### [WORK INSTRUCTIONS]
Search the material for the string "debug" and reply with how many lines contain it, nothing else.

═════ MATERIAL PROVIDED ═════

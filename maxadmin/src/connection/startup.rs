use tokio::io::{AsyncRead, AsyncWrite};

use super::{AuthenticationError, Config, NegotiationError, Phase};
use crate::{
    Result,
    common::{debug, verbose},
    frame,
};

/// Greeting frame length.
const GREETING_LEN: usize = 4;
/// Acknowledgement of the user name.
const USER_ACK_LEN: usize = 8;
/// Prefix of a rejected password reply.
const FAILED: &[u8] = b"FAILED";
/// Handshake frames are read into a buffer this size.
const HANDSHAKE_BUF: usize = 80;

/// Perform the admin handshake.
///
/// 1. server sends a 4 bytes greeting
/// 2. client sends the user name, server acknowledge with 8 bytes
/// 3. client sends the password, server replies `FAILED...` on rejection
///
/// Each step is a single read, the frame length is checked as is.
pub(crate) async fn startup<IO>(io: &mut IO, config: &Config) -> Result<Phase>
where
    IO: AsyncRead + AsyncWrite + Unpin,
{
    let mut buf = [0u8; HANDSHAKE_BUF];
    let mut phase = Phase::AwaitingGreeting;
    verbose!(%phase, "handshake");

    let n = frame::read_once(io, &mut buf, config.read_timeout).await?;
    expect_len(phase, GREETING_LEN, n)?;

    frame::write_raw(io, config.user.as_bytes()).await?;
    phase = Phase::AwaitingUserAck;
    verbose!(%phase, "handshake");

    let n = frame::read_once(io, &mut buf, config.read_timeout).await?;
    expect_len(phase, USER_ACK_LEN, n)?;

    frame::write_raw(io, config.pass.as_bytes()).await?;
    phase = Phase::AwaitingPassAck;
    verbose!(%phase, "handshake");

    let n = frame::read_once(io, &mut buf, config.read_timeout).await?;
    if buf[..n].starts_with(FAILED) {
        debug!("{}: user `{}`", Phase::Rejected, config.user);
        return Err(AuthenticationError { user: config.user.to_string() }.into());
    }

    phase = Phase::Authenticated;
    debug!("{phase} as `{}`", config.user);
    Ok(phase)
}

fn expect_len(phase: Phase, expect: usize, found: usize) -> Result<(), NegotiationError> {
    if expect == found {
        Ok(())
    } else {
        debug!("negotiation failed in {phase}: expected {expect} bytes, found {found}");
        Err(NegotiationError { phase, expect, found })
    }
}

═════

### [EXERCISE SOLUTION]
4